Les vertus de la rigueur (budgétaire)

Les gouvernements passent, mais les dettes restent. Une bonne raison de demander à nos élus une plus grande prudence.

Un ralentissement économique commence à prendre forme, et il fera mal aux finances publiques. Les données que j’ai compilées sur les récessions passées montrent qu’il faut de cinq à huit trimestres pour rééquilibrer chaque trimestre de récession. On peut donc anticiper des implications budgétaires jusqu’en 2025. Or, cela vient s’ajouter aux déficits causés par la pandémie, dont les différents gouvernements se sortent à peine – le gouvernement fédéral et certaines provinces jonglent de plus avec des déficits. De quoi se demander à quel point le pays est bien positionné financièrement.

Dettes et finances

À première vue, le Canada fait bonne figure sur la scène internationale, puisque le poids de la dette publique représente environ 115 % de son PIB, ce qui le place au 2e rang des pays du G7 (au 13e rang de ceux du G20). Ce ratio est de 125 % aux États-Unis. Hélas, cet indicateur (ratio dette publique/PIB) a ses limites : lors de la pandémie, le Canada a accumulé près de 400 G$ de dettes alors que le ratio dette/PIB a peu bougé, le PIB ayant gonflé sous la pression inflationniste.

Du point de vue fiscal, cette dette est d’autant moins raisonnable. Bon an mal an, les gouvernements au Canada, tous ordres confondus, ponctionnent 40 % de l’économie pour leur financement, ce qui nous place au 4e rang des pays du G7 et au 16e rang de ceux du G20 en ce qui concerne la compétitivité budgétaire.
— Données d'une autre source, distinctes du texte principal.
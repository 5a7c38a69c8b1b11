use std::env;
use std::fmt;
use std::net::{IpAddr, SocketAddr};

/// Storage root used when `ATS_STORAGE_URL` is unset.
pub const DEFAULT_STORAGE_URL: &str = "s3://ats-files1/data";

/// Distinguishes runtime behavior for different stages of the service.
#[derive(Debug, Clone, Copy, PartialEq, Eq)]
pub enum AppEnvironment {
    Development,
    Test,
    Production,
}

impl AppEnvironment {
    fn from_str(value: &str) -> Self {
        match value.trim().to_ascii_lowercase().as_str() {
            "prod" | "production" => Self::Production,
            "test" | "ci" => Self::Test,
            _ => Self::Development,
        }
    }
}

/// Top-level configuration for the dashboard.
#[derive(Debug, Clone)]
pub struct AppConfig {
    pub environment: AppEnvironment,
    pub server: ServerConfig,
    pub telemetry: TelemetryConfig,
    pub storage: StorageConfig,
}

impl AppConfig {
    pub fn load() -> Result<Self, ConfigError> {
        dotenvy::dotenv().ok();

        let environment = AppEnvironment::from_str(
            &env::var("APP_ENV").unwrap_or_else(|_| "development".to_string()),
        );

        let host = env::var("APP_HOST").unwrap_or_else(|_| "127.0.0.1".to_string());
        let port = env::var("APP_PORT")
            .unwrap_or_else(|_| "3000".to_string())
            .parse::<u16>()
            .map_err(|_| ConfigError::InvalidPort)?;

        let log_level = env::var("APP_LOG_LEVEL").unwrap_or_else(|_| "info".to_string());
        let ansi = match env::var("APP_LOG_ANSI") {
            Ok(raw) => parse_flag(&raw).ok_or(ConfigError::InvalidFlag {
                name: "APP_LOG_ANSI",
                value: raw,
            })?,
            Err(_) => false,
        };

        let url = env::var("ATS_STORAGE_URL").unwrap_or_else(|_| DEFAULT_STORAGE_URL.to_string());
        if url.trim().is_empty() {
            return Err(ConfigError::EmptyStorageUrl);
        }
        let conflict_check = match env::var("ATS_STORAGE_CONFLICT_CHECK") {
            Ok(raw) => parse_flag(&raw).ok_or(ConfigError::InvalidFlag {
                name: "ATS_STORAGE_CONFLICT_CHECK",
                value: raw,
            })?,
            Err(_) => true,
        };

        Ok(Self {
            environment,
            server: ServerConfig { host, port },
            telemetry: TelemetryConfig { log_level, ansi },
            storage: StorageConfig {
                url,
                conflict_check,
            },
        })
    }
}

fn parse_flag(raw: &str) -> Option<bool> {
    match raw.trim().to_ascii_lowercase().as_str() {
        "1" | "true" | "yes" | "on" => Some(true),
        "0" | "false" | "no" | "off" => Some(false),
        _ => None,
    }
}

/// Settings controlling the HTTP server binding.
#[derive(Debug, Clone)]
pub struct ServerConfig {
    pub host: String,
    pub port: u16,
}

impl ServerConfig {
    pub fn socket_addr(&self) -> Result<SocketAddr, ConfigError> {
        if self.host.eq_ignore_ascii_case("localhost") {
            return Ok(SocketAddr::new(IpAddr::from([127, 0, 0, 1]), self.port));
        }

        let ip: IpAddr = self
            .host
            .parse()
            .map_err(|source| ConfigError::InvalidHost { source })?;

        Ok(SocketAddr::new(ip, self.port))
    }
}

/// Tracing controls.
#[derive(Debug, Clone)]
pub struct TelemetryConfig {
    pub log_level: String,
    pub ansi: bool,
}

/// Where the CSV tables live and how writes are guarded.
#[derive(Debug, Clone)]
pub struct StorageConfig {
    /// `s3://bucket/prefix`, `memory://`, `file:///dir` or a directory path.
    pub url: String,
    /// Reject saves when the stored object changed after it was loaded.
    pub conflict_check: bool,
}

#[derive(Debug)]
pub enum ConfigError {
    InvalidPort,
    InvalidHost { source: std::net::AddrParseError },
    InvalidFlag { name: &'static str, value: String },
    EmptyStorageUrl,
}

impl fmt::Display for ConfigError {
    fn fmt(&self, f: &mut fmt::Formatter<'_>) -> fmt::Result {
        match self {
            ConfigError::InvalidPort => write!(f, "APP_PORT must be a valid u16"),
            ConfigError::InvalidHost { .. } => {
                write!(f, "APP_HOST must parse to an IPv4 or IPv6 address")
            }
            ConfigError::InvalidFlag { name, value } => {
                write!(f, "{name} must be true or false, got '{value}'")
            }
            ConfigError::EmptyStorageUrl => write!(f, "ATS_STORAGE_URL must not be empty"),
        }
    }
}

impl std::error::Error for ConfigError {
    fn source(&self) -> Option<&(dyn std::error::Error + 'static)> {
        match self {
            ConfigError::InvalidHost { source } => Some(source),
            ConfigError::InvalidPort
            | ConfigError::InvalidFlag { .. }
            | ConfigError::EmptyStorageUrl => None,
        }
    }
}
Les gouvernements américains, eux, tirent « seulement » 30 % de leur économie pour se financer. Contrairement au Canada, ils peuvent donc encore aller chercher quelques points de pourcentage pour réduire leurs dettes en restant compétitifs sur le plan fiscal.
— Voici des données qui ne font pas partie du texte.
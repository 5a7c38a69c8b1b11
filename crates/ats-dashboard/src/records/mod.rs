//! Typed row records for the dashboard tables.

pub mod job_requirement;
pub mod phone;
pub mod recruiter;
pub mod status;
pub mod submission;

use std::borrow::Cow;
use std::fmt;
use std::str::FromStr;

use serde::de::DeserializeOwned;
use serde::{Deserialize, Deserializer, Serialize};

use crate::pages::{FormFields, PageError};

pub use job_requirement::JOB_REQUIREMENTS_RESOURCE;
pub use phone::format_phone_number;
pub use recruiter::{Recruiter, RecruiterForm};
pub use status::{StatusParseError, StatusSet, SubmissionStatus};
pub use submission::{Submission, SubmissionDraft, SubmissionNotes};

/// Numeric row identifier shared by every mutable table.
#[derive(Debug, Clone, Copy, PartialEq, Eq, PartialOrd, Ord, Hash, Serialize)]
#[serde(transparent)]
pub struct RecordId(pub u64);

impl RecordId {
    /// The following identifier, or `None` once `u64::MAX` is taken.
    pub fn next(self) -> Option<Self> {
        self.0.checked_add(1).map(Self)
    }
}

impl fmt::Display for RecordId {
    fn fmt(&self, f: &mut fmt::Formatter<'_>) -> fmt::Result {
        write!(f, "{}", self.0)
    }
}

#[derive(Debug, Clone, PartialEq, Eq, thiserror::Error)]
#[error("'{value}' is not a valid row identifier")]
pub struct RecordIdParseError {
    pub value: String,
}

impl FromStr for RecordId {
    type Err = RecordIdParseError;

    /// Accepts plain integers and integral float spellings such as `8.0`, which dataframe
    /// exports leave behind.
    fn from_str(raw: &str) -> Result<Self, Self::Err> {
        let trimmed = raw.trim();
        let invalid = || RecordIdParseError {
            value: raw.to_string(),
        };

        if let Ok(value) = trimmed.parse::<u64>() {
            return Ok(Self(value));
        }

        match trimmed.parse::<f64>() {
            Ok(value) if value.is_finite() && value >= 0.0 && value.fract() == 0.0 => {
                if value >= u64::MAX as f64 {
                    Err(invalid())
                } else {
                    Ok(Self(value as u64))
                }
            }
            _ => Err(invalid()),
        }
    }
}

impl<'de> Deserialize<'de> for RecordId {
    fn deserialize<D>(deserializer: D) -> Result<Self, D::Error>
    where
        D: Deserializer<'de>,
    {
        let raw = String::deserialize(deserializer)?;
        raw.parse().map_err(serde::de::Error::custom)
    }
}

/// A row type persisted as one CSV object.
pub trait Record: Clone + fmt::Debug + DeserializeOwned + Send + Sync + 'static {
    /// Short entity name used in logs.
    const ENTITY: &'static str;
    /// Object name under the storage root.
    const RESOURCE: &'static str;
    /// Declared column set, in canonical order.
    const COLUMNS: &'static [&'static str];
    /// Column searched by the page's search box.
    const SEARCH_COLUMN: &'static str;

    fn id(&self) -> RecordId;

    /// Text matched by the search box.
    fn search_key(&self) -> Cow<'_, str>;

    /// Cell values in [`Record::COLUMNS`] order.
    fn cells(&self) -> Vec<String>;
}

/// Records that the page controller can add, edit and remove.
pub trait EditableRecord: Record {
    /// Values collected by the blank "add" form.
    type Draft: fmt::Debug + Send;
    /// Values collected by the "edit" form.
    type Changes: fmt::Debug + Send;

    /// Placeholder shown first in the identifier selector; never selectable.
    const SELECT_PLACEHOLDER: &'static str;

    fn from_draft(id: RecordId, draft: Self::Draft) -> Self;

    /// Current values used to pre-fill the edit form.
    fn edit_form(&self) -> Self::Changes;

    /// Overwrite the editable columns in place; the identifier never changes.
    fn apply_changes(&mut self, changes: Self::Changes);

    fn draft_from_form(fields: &FormFields) -> Result<Self::Draft, PageError>;

    fn changes_from_form(fields: &FormFields) -> Result<Self::Changes, PageError>;

    fn updated_message(id: RecordId) -> String;

    fn added_message(id: RecordId) -> String;

    fn removed_message(id: RecordId) -> String;
}

#[cfg(test)]
mod tests {
    use super::*;

    #[test]
    fn record_id_accepts_integral_float_spellings() {
        assert_eq!("8".parse::<RecordId>(), Ok(RecordId(8)));
        assert_eq!(" 12.0 ".parse::<RecordId>(), Ok(RecordId(12)));
        assert!("8.5".parse::<RecordId>().is_err());
        assert!("-1".parse::<RecordId>().is_err());
        assert!("".parse::<RecordId>().is_err());
        assert!("abc".parse::<RecordId>().is_err());
    }

    #[test]
    fn record_id_rejects_out_of_range_values() {
        assert_eq!(
            "18446744073709551615".parse::<RecordId>(),
            Ok(RecordId(u64::MAX))
        );
        assert!("18446744073709551616".parse::<RecordId>().is_err());
        assert!("18446744073709551616.0".parse::<RecordId>().is_err());
        assert_eq!(RecordId(u64::MAX).next(), None);
    }

    #[test]
    fn record_id_serializes_as_plain_integer() {
        let json = serde_json::to_string(&RecordId(42)).expect("serializes");
        assert_eq!(json, "42");
        assert_eq!(RecordId(7).next(), Some(RecordId(8)));
    }
}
Et puis il faut anticiper les impacts du vieillissement de la population. Or, un constat s’impose : trois des pays du G7 qui ont un ratio dette/PIB plus élevé que le nôtre (la France à 120 %, l’Italie à 150 % et le Japon à 250 %) ont en commun un vieillissement de la population plus avancé. Mettre de l’ordre dans nos finances publiques s’impose donc.

Se protéger du court-termisme

L’adoption de saines pratiques budgétaires restreindrait en partie la portée de décisions financières prises de façon discrétionnaire par des politiciens dont les objectifs sont souvent à court terme. Cette approche permet de s’appuyer sur l’administration publique (« la machine »), qui détient l’expérience et l’expertise pour gérer un budget public.
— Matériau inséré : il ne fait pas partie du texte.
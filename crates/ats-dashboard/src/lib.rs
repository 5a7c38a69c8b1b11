//! Recruiting operations tables kept as CSV objects in object storage.
//!
//! Three entities live here: the recruiter roster, the submission log and the (read-only) job
//! requirements. Each request loads a table through the [`storage::StorageAccessor`], the page
//! controllers in [`pages`] apply at most one user action to it, and the table is written back
//! wholesale with a compare-and-swap against the version it was loaded at.

pub mod config;
pub mod error;
pub mod pages;
pub mod records;
pub mod storage;
pub mod table;
pub mod telemetry;
/// Reformat a bare ten digit phone number as `NNN-NNN-NNNN`.
///
/// Any other input, including numbers that are already formatted, numbers with country codes
/// and free text, is returned unchanged. No further validation is performed.
pub fn format_phone_number(raw: &str) -> String {
    if raw.len() == 10 && raw.bytes().all(|byte| byte.is_ascii_digit()) {
        format!("{}-{}-{}", &raw[..3], &raw[3..6], &raw[6..])
    } else {
        raw.to_string()
    }
}

#[cfg(test)]
mod tests {
    use super::format_phone_number;

    #[test]
    fn ten_digits_are_grouped() {
        assert_eq!(format_phone_number("5551234567"), "555-123-4567");
    }

    #[test]
    fn other_inputs_pass_through() {
        for raw in [
            "",
            "555-123-4567",
            "555123456",
            "55512345678",
            "+15551234567",
            "555 123 4567",
            "call me",
            "555123456x",
        ] {
            assert_eq!(format_phone_number(raw), raw, "{raw:?} should be untouched");
        }
    }
}
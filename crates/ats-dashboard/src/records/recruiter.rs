use std::borrow::Cow;

use serde::Deserialize;

use super::phone::format_phone_number;
use super::{EditableRecord, Record, RecordId};
use crate::pages::{FormFields, PageError};

/// One row of the recruiter roster.
#[derive(Debug, Clone, PartialEq, Eq, Deserialize)]
pub struct Recruiter {
    #[serde(rename = "Recruiter_Id")]
    pub recruiter_id: RecordId,
    #[serde(rename = "Name")]
    pub name: String,
    #[serde(rename = "Email")]
    pub email: String,
    #[serde(rename = "Phone_Number")]
    pub phone_number: String,
    #[serde(rename = "Location")]
    pub location: String,
    #[serde(rename = "Designation")]
    pub designation: String,
}

/// Values collected by both the add and the edit recruiter forms.
#[derive(Debug, Clone, Default, PartialEq, Eq)]
pub struct RecruiterForm {
    pub name: String,
    pub email: String,
    pub phone_number: String,
    pub location: String,
    pub designation: String,
}

impl RecruiterForm {
    fn from_fields(fields: &FormFields) -> Self {
        Self {
            name: fields.text("name"),
            email: fields.text("email"),
            phone_number: fields.text("phone_number"),
            location: fields.text("location"),
            designation: fields.text("designation"),
        }
    }
}

impl Record for Recruiter {
    const ENTITY: &'static str = "recruiter";
    const RESOURCE: &'static str = "recruiter_detail.csv";
    const COLUMNS: &'static [&'static str] = &[
        "Recruiter_Id",
        "Name",
        "Email",
        "Phone_Number",
        "Location",
        "Designation",
    ];
    const SEARCH_COLUMN: &'static str = "Recruiter_Id";

    fn id(&self) -> RecordId {
        self.recruiter_id
    }

    fn search_key(&self) -> Cow<'_, str> {
        Cow::Owned(self.recruiter_id.to_string())
    }

    fn cells(&self) -> Vec<String> {
        vec![
            self.recruiter_id.to_string(),
            self.name.clone(),
            self.email.clone(),
            self.phone_number.clone(),
            self.location.clone(),
            self.designation.clone(),
        ]
    }
}

impl EditableRecord for Recruiter {
    type Draft = RecruiterForm;
    type Changes = RecruiterForm;

    const SELECT_PLACEHOLDER: &'static str = "Select Recruiter ID";

    fn from_draft(id: RecordId, draft: RecruiterForm) -> Self {
        Self {
            recruiter_id: id,
            name: draft.name,
            email: draft.email,
            phone_number: format_phone_number(&draft.phone_number),
            location: draft.location,
            designation: draft.designation,
        }
    }

    fn edit_form(&self) -> RecruiterForm {
        RecruiterForm {
            name: self.name.clone(),
            email: self.email.clone(),
            phone_number: self.phone_number.clone(),
            location: self.location.clone(),
            designation: self.designation.clone(),
        }
    }

    fn apply_changes(&mut self, changes: RecruiterForm) {
        self.name = changes.name;
        self.email = changes.email;
        self.phone_number = format_phone_number(&changes.phone_number);
        self.location = changes.location;
        self.designation = changes.designation;
    }

    fn draft_from_form(fields: &FormFields) -> Result<RecruiterForm, PageError> {
        Ok(RecruiterForm::from_fields(fields))
    }

    fn changes_from_form(fields: &FormFields) -> Result<RecruiterForm, PageError> {
        Ok(RecruiterForm::from_fields(fields))
    }

    fn updated_message(id: RecordId) -> String {
        format!("Details updated for Recruiter ID {id}!")
    }

    fn added_message(_id: RecordId) -> String {
        "New recruiter added successfully!".to_string()
    }

    fn removed_message(id: RecordId) -> String {
        format!("Recruiter ID {id} removed successfully!")
    }
}

#[cfg(test)]
mod tests {
    use super::*;

    fn form(phone_number: &str) -> RecruiterForm {
        RecruiterForm {
            name: "Jane Doe".to_string(),
            email: "jane@example.com".to_string(),
            phone_number: phone_number.to_string(),
            location: "Austin".to_string(),
            designation: "Senior Recruiter".to_string(),
        }
    }

    #[test]
    fn drafts_normalize_ten_digit_phone_numbers() {
        let recruiter = Recruiter::from_draft(RecordId(8), form("5551234567"));
        assert_eq!(recruiter.recruiter_id, RecordId(8));
        assert_eq!(recruiter.phone_number, "555-123-4567");
        assert_eq!(recruiter.cells()[3], "555-123-4567");
    }

    #[test]
    fn changes_keep_identifier_and_pass_through_loose_phone_numbers() {
        let mut recruiter = Recruiter::from_draft(RecordId(3), form(""));
        let mut changes = recruiter.edit_form();
        changes.phone_number = "ext. 42".to_string();
        changes.designation = "Lead".to_string();

        recruiter.apply_changes(changes);

        assert_eq!(recruiter.recruiter_id, RecordId(3));
        assert_eq!(recruiter.phone_number, "ext. 42");
        assert_eq!(recruiter.designation, "Lead");
    }

    #[test]
    fn search_key_is_the_identifier_text() {
        let recruiter = Recruiter::from_draft(RecordId(12), form(""));
        assert_eq!(recruiter.search_key(), "12");
        assert_eq!(Recruiter::COLUMNS.len(), recruiter.cells().len());
    }
}
fn data_table(html: &mut String, headers: &[&str], rows: &[Vec<String>]) -> fmt::Result {
    writeln!(html, "<table>")?;
    write!(html, "<tr>")?;
    for header in headers {
        write!(html, "<th>{}</th>", escape_html(header))?;
    }
    writeln!(html, "</tr>")?;
    for row in rows {
        write!(html, "<tr>")?;
        for cell in row {
            write!(html, "<td>{}</td>", escape_html(cell))?;
        }
        writeln!(html, "</tr>")?;
    }
    writeln!(html, "</table>")
}

fn id_selector<R: EditableRecord>(
    html: &mut String,
    ids: &[RecordId],
    chosen: Option<RecordId>,
) -> fmt::Result {
    writeln!(html, "<select name=\"selected\">")?;
    let placeholder_selected = if chosen.is_none() { " selected" } else { "" };
    writeln!(
        html,
        "<option value=\"\" disabled{placeholder_selected}>{}</option>",
        R::SELECT_PLACEHOLDER
    )?;
    for id in ids {
        let selected = if chosen == Some(*id) { " selected" } else { "" };
        writeln!(html, "<option value=\"{id}\"{selected}>{id}</option>")?;
    }
    writeln!(html, "</select>")
}

fn status_select(html: &mut String, chosen: &StatusSet) -> fmt::Result {
    writeln!(html, "<label>Status <select name=\"status\" multiple>")?;
    for status in SubmissionStatus::ALL {
        let selected = if chosen.contains(status) { " selected" } else { "" };
        writeln!(
            html,
            "<option value=\"{label}\"{selected}>{label}</option>",
            label = status.label()
        )?;
    }
    writeln!(html, "</select></label>")
}

fn text_input(html: &mut String, label: &str, name: &str, value: &str) -> fmt::Result {
    writeln!(
        html,
        "<label>{} <input type=\"text\" name=\"{name}\" value=\"{}\"></label>",
        escape_html(label),
        escape_html(value)
    )
}

fn textarea(html: &mut String, label: &str, name: &str, value: &str) -> fmt::Result {
    writeln!(
        html,
        "<label>{label} <textarea name=\"{name}\">{}</textarea></label>",
        escape_html(value)
    )
}
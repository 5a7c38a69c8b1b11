use crate::inspect::{run_inspect, InspectArgs};
use crate::server;
use ats_dashboard::error::AppError;
use clap::{Args, Parser, Subcommand};

#[derive(Parser, Debug)]
#[command(
    name = "ats-dashboard",
    about = "Serve and inspect the recruiting operations tables",
    version
)]
struct Cli {
    #[command(subcommand)]
    command: Option<Command>,
}

#[derive(Subcommand, Debug)]
enum Command {
    /// Start the HTTP dashboard (default command)
    Serve(ServeArgs),
    /// Print one table, optionally filtered by its search column
    Inspect(InspectArgs),
}

#[derive(Args, Debug, Default)]
pub(crate) struct ServeArgs {
    /// Override the configured host for the HTTP server
    #[arg(long)]
    pub(crate) host: Option<String>,
    /// Override the configured port for the HTTP server
    #[arg(long)]
    pub(crate) port: Option<u16>,
}

pub(crate) async fn run() -> Result<(), AppError> {
    let cli = Cli::parse();
    let command = cli
        .command
        .unwrap_or_else(|| Command::Serve(ServeArgs::default()));

    match command {
        Command::Serve(args) => server::run(args).await,
        Command::Inspect(args) => run_inspect(args).await,
    }
}

#[cfg(test)]
mod tests {
    use super::*;
    use crate::inspect::TableName;

    #[test]
    fn serve_is_the_default_command() {
        let cli = Cli::try_parse_from(["ats-dashboard"]).expect("parses");
        assert!(cli.command.is_none());
    }

    #[test]
    fn inspect_takes_a_table_and_search_term() {
        let cli = Cli::try_parse_from([
            "ats-dashboard",
            "inspect",
            "job-requirements",
            "--search",
            "rust",
        ])
        .expect("parses");

        match cli.command {
            Some(Command::Inspect(args)) => {
                assert_eq!(args.table, TableName::JobRequirements);
                assert_eq!(args.search, "rust");
            }
            other => panic!("expected inspect, got {other:?}"),
        }
    }
}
À cet égard, les administrations publiques doivent reprendre la place qui leur est due dans la balance des pouvoirs. Les politiciens en mènent large, et malheureusement, leur capacité à gérer un budget s’est révélée insuffisante au fil des années. En effet, même l’équilibre budgétaire, principe de base en finances publiques, a été politisé, et des gouvernements se sont affranchis d’encadrements qui permettraient de l’atteindre. Le gouvernement fédéral est allé jusqu’à retirer des objectifs concrets de réduction du poids de la dette pour privilégier « une tendance à la baisse », établie sur la base de modèles de croissance économique potentielle, positive et stable. C’est loin de suffire.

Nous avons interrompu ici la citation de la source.